WHAT THE EXERCISE ASKS =>
Set down all of the data that follows, keeping every character.

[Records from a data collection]
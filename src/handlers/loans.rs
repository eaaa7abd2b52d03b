//! Loan summary API handlers

use axum::{
    extract::{Path, State},
    Json,
};
use std::sync::Arc;
use uuid::Uuid;

use crate::error::ApiError;
use crate::loans::{ExistingLoanSummary, LoanAggregator, PgLoanStore};
use crate::models::ApiResponse;

/// GET /api/borrowers/:borrower_id/loan-summary - Summarize existing loans
pub async fn get_loan_summary(
    State(aggregator): State<Arc<LoanAggregator<PgLoanStore>>>,
    Path(borrower_id): Path<Uuid>,
) -> Result<Json<ApiResponse<ExistingLoanSummary>>, ApiError> {
    let summary = aggregator.summarize(borrower_id).await;

    Ok(Json(ApiResponse::ok(summary)))
}
//! Credit scoring pipeline
//!
//! Builds the normalized cross-entity payload for a borrower, submits it to
//! the external scoring service, and persists the returned score.

pub mod client;
pub mod payload;
pub mod service;
pub mod store;

pub use client::{ScoreOutcome, ScoreSubmitter, ScoringClient};
pub use payload::ScoringPayload;
pub use service::ScoringService;
pub use store::{PgScoringStore, ScoringStore};
//! Loan summary route definitions

use axum::{routing::get, Router};

use crate::handlers::loans::get_loan_summary;
use crate::state::AppState;

pub fn loan_routes() -> Router<AppState> {
    Router::new().route(
        "/api/borrowers/:borrower_id/loan-summary",
        get(get_loan_summary),
    )
}
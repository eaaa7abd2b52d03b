//! Rate limiting middleware

use axum::{
    body::Body,
    extract::Request,
    http::{header, StatusCode},
    middleware::Next,
    response::{IntoResponse, Response},
};
use std::{collections::HashMap, sync::Arc, time::Instant};
use tokio::sync::RwLock;

/// Burst capacity as a multiple of the sustained rate
const BURST_FACTOR: f64 = 2.0;

/// Token bucket for one client
#[derive(Debug, Clone)]
struct TokenBucket {
    tokens: f64,
    last_refill: Instant,
}

impl TokenBucket {
    fn new(capacity: f64) -> Self {
        Self {
            tokens: capacity,
            last_refill: Instant::now(),
        }
    }

    fn try_consume(&mut self, refill_per_second: f64, capacity: f64) -> bool {
        let now = Instant::now();
        let elapsed = now.duration_since(self.last_refill).as_secs_f64();

        self.tokens = (self.tokens + elapsed * refill_per_second).min(capacity);
        self.last_refill = now;

        if self.tokens >= 1.0 {
            self.tokens -= 1.0;
            true
        } else {
            false
        }
    }
}

/// Per-client token bucket rate limiter
#[derive(Clone)]
pub struct RateLimiter {
    buckets: Arc<RwLock<HashMap<String, TokenBucket>>>,
    refill_per_second: f64,
    capacity: f64,
}

impl RateLimiter {
    /// Create a new rate limiter with a sustained requests-per-second budget
    pub fn new(requests_per_second: u32) -> Self {
        Self {
            buckets: Arc::new(RwLock::new(HashMap::new())),
            refill_per_second: requests_per_second as f64,
            capacity: requests_per_second as f64 * BURST_FACTOR,
        }
    }

    /// Check whether a request from `key` is allowed
    pub async fn check(&self, key: &str) -> bool {
        let mut buckets = self.buckets.write().await;

        let bucket = buckets
            .entry(key.to_string())
            .or_insert_with(|| TokenBucket::new(self.capacity));

        bucket.try_consume(self.refill_per_second, self.capacity)
    }

    /// Drop buckets that have been idle longer than `max_age`
    pub async fn cleanup(&self, max_age: std::time::Duration) {
        let mut buckets = self.buckets.write().await;
        let now = Instant::now();

        buckets.retain(|_, bucket| now.duration_since(bucket.last_refill) < max_age);
    }
}

/// Create rate limiting middleware layer
pub fn rate_limit_layer(
    rate_limiter: RateLimiter,
) -> impl Fn(
    Request<Body>,
    Next,
) -> std::pin::Pin<Box<dyn std::future::Future<Output = Response> + Send>>
       + Clone
       + Send {
    move |request: Request<Body>, next: Next| {
        let rate_limiter = rate_limiter.clone();
        Box::pin(async move {
            let client_key = extract_client_ip(&request);

            if !rate_limiter.check(&client_key).await {
                tracing::warn!(client = %client_key, "Rate limit exceeded");
                return (
                    StatusCode::TOO_MANY_REQUESTS,
                    [(header::RETRY_AFTER, "1")],
                    "Too many requests. Please try again later.",
                )
                    .into_response();
            }

            next.run(request).await
        })
    }
}

/// Extract client IP from forwarding headers, falling back to "unknown"
fn extract_client_ip(request: &Request<Body>) -> String {
    if let Some(forwarded) = request.headers().get("x-forwarded-for") {
        if let Ok(s) = forwarded.to_str() {
            if let Some(ip) = s.split(',').next() {
                return ip.trim().to_string();
            }
        }
    }

    if let Some(real_ip) = request.headers().get("x-real-ip") {
        if let Ok(s) = real_ip.to_str() {
            return s.to_string();
        }
    }

    "unknown".to_string()
}

#[cfg(test)]
mod tests {
    use super::*;

    #[tokio::test]
    async fn test_rate_limiter_allows_burst_then_denies() {
        let limiter = RateLimiter::new(5);

        // Burst capacity is 2x the sustained rate
        for _ in 0..10 {
            assert!(limiter.check("test-client").await);
        }

        assert!(!limiter.check("test-client").await);
    }

    #[tokio::test]
    async fn test_rate_limiter_buckets_are_per_client() {
        let limiter = RateLimiter::new(2);

        assert!(limiter.check("client-a").await);
        assert!(limiter.check("client-b").await);
        assert!(limiter.check("client-a").await);
        assert!(limiter.check("client-b").await);
    }
}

RESPONSE TO THIS TASK =>
filename src/handlers/loans.rs
repository eaaa7abd2b52d03b
//! Loan summary API handlers

use axum::{
    extract::{Path, State},
    Json,
};
use std::sync::Arc;
use uuid::Uuid;

use crate::error::ApiError;
use crate::loans::{ExistingLoanSummary, LoanAggregator, PgLoanStore};
use crate::models::ApiResponse;

/// GET /api/borrowers/:borrower_id/loan-summary - Summarize existing loans
pub async fn get_loan_summary(
    State(aggregator): State<Arc<LoanAggregator<PgLoanStore>>>,
    Path(borrower_id): Path<Uuid>,
) -> Result<Json<ApiResponse<ExistingLoanSummary>>, ApiError> {
    let summary = aggregator.summarize(borrower_id).await;

    Ok(Json(ApiResponse::ok(summary)))
}
//! Credit scoring pipeline
//!
//! Builds the normalized cross-entity payload for a borrower, submits it to
//! the external scoring service, and persists the returned score.

pub mod client;
pub mod payload;
pub mod service;
pub mod store;

pub use client::{ScoreOutcome, ScoreSubmitter, ScoringClient};
pub use payload::ScoringPayload;
pub use service::ScoringService;
pub use store::{PgScoringStore, ScoringStore};
//! Loan summary route definitions

use axum::{routing::get, Router};

use crate::handlers::loans::get_loan_summary;
use crate::state::AppState;

pub fn loan_routes() -> Router<AppState> {
    Router::new().route(
        "/api/borrowers/:borrower_id/loan-summary",
        get(get_loan_summary),
    )
}
repository eaaa7abd2b52d03b
//! Rate limiting middleware

use axum::{
    body::Body,
    extract::Request,
    http::{header, StatusCode},
    middleware::Next,
    response::{IntoResponse, Response},
};
use std::{collections::HashMap, sync::Arc, time::Instant};
use tokio::sync::RwLock;

/// Burst capacity as a multiple of the sustained rate
const BURST_FACTOR: f64 = 2.0;

/// Token bucket for one client
#[derive(Debug, Clone)]
struct TokenBucket {
    tokens: f64,
    last_refill: Instant,
}

impl TokenBucket {
    fn new(capacity: f64) -> Self {
        Self {
            tokens: capacity,
            last_refill: Instant::now(),
        }
    }

    fn try_consume(&mut self, refill_per_second: f64, capacity: f64) -> bool {
        let now = Instant::now();
        let elapsed = now.duration_since(self.last_refill).as_secs_f64();

        self.tokens = (self.tokens + elapsed * refill_per_second).min(capacity);
        self.last_refill = now;

        if self.tokens >= 1.0 {
            self.tokens -= 1.0;
            true
        } else {
            false
        }
    }
}

/// Per-client token bucket rate limiter
#[derive(Clone)]
pub struct RateLimiter {
    buckets: Arc<RwLock<HashMap<String, TokenBucket>>>,
    refill_per_second: f64,
    capacity: f64,
}

impl RateLimiter {
    /// Create a new rate limiter with a sustained requests-per-second budget
    pub fn new(requests_per_second: u32) -> Self {
        Self {
            buckets: Arc::new(RwLock::new(HashMap::new())),
            refill_per_second: requests_per_second as f64,
            capacity: requests_per_second as f64 * BURST_FACTOR,
        }
    }

    /// Check whether a request from `key` is allowed
    pub async fn check(&self, key: &str) -> bool {
        let mut buckets = self.buckets.write().await;

        let bucket = buckets
            .entry(key.to_string())
            .or_insert_with(|| TokenBucket::new(self.capacity));

        bucket.try_consume(self.refill_per_second, self.capacity)
    }

    /// Drop buckets that have been idle longer than `max_age`
    pub async fn cleanup(&self, max_age: std::time::Duration) {
        let mut buckets = self.buckets.write().await;
        let now = Instant::now();

        buckets.retain(|_, bucket| now.duration_since(bucket.last_refill) < max_age);
    }
}

/// Create rate limiting middleware layer
pub fn rate_limit_layer(
    rate_limiter: RateLimiter,
) -> impl Fn(
    Request<Body>,
    Next,
) -> std::pin::Pin<Box<dyn std::future::Future<Output = Response> + Send>>
       + Clone
       + Send {
    move |request: Request<Body>, next: Next| {
        let rate_limiter = rate_limiter.clone();
        Box::pin(async move {
            let client_key = extract_client_ip(&request);

            if !rate_limiter.check(&client_key).await {
                tracing::warn!(client = %client_key, "Rate limit exceeded");
                return (
                    StatusCode::TOO_MANY_REQUESTS,
                    [(header::RETRY_AFTER, "1")],
                    "Too many requests. Please try again later.",
                )
                    .into_response();
            }

            next.run(request).await
        })
    }
}

/// Extract client IP from forwarding headers, falling back to "unknown"
fn extract_client_ip(request: &Request<Body>) -> String {
    if let Some(forwarded) = request.headers().get("x-forwarded-for") {
        if let Ok(s) = forwarded.to_str() {
            if let Some(ip) = s.split(',').next() {
                return ip.trim().to_string();
            }
        }
    }

    if let Some(real_ip) = request.headers().get("x-real-ip") {
        if let Ok(s) = real_ip.to_str() {
            return s.to_string();
        }
    }

    "unknown".to_string()
}

#[cfg(test)]
mod tests {
    use super::*;

    #[tokio::test]
    async fn test_rate_limiter_allows_burst_then_denies() {
        let limiter = RateLimiter::new(5);

        // Burst capacity is 2x the sustained rate
        for _ in 0..10 {
            assert!(limiter.check("test-client").await);
        }

        assert!(!limiter.check("test-client").await);
    }

    #[tokio::test]
    async fn test_rate_limiter_buckets_are_per_client() {
        let limiter = RateLimiter::new(2);

        assert!(limiter.check("client-a").await);
        assert!(limiter.check("client-b").await);
        assert!(limiter.check("client-a").await);
        assert!(limiter.check("client-b").await);
    }
}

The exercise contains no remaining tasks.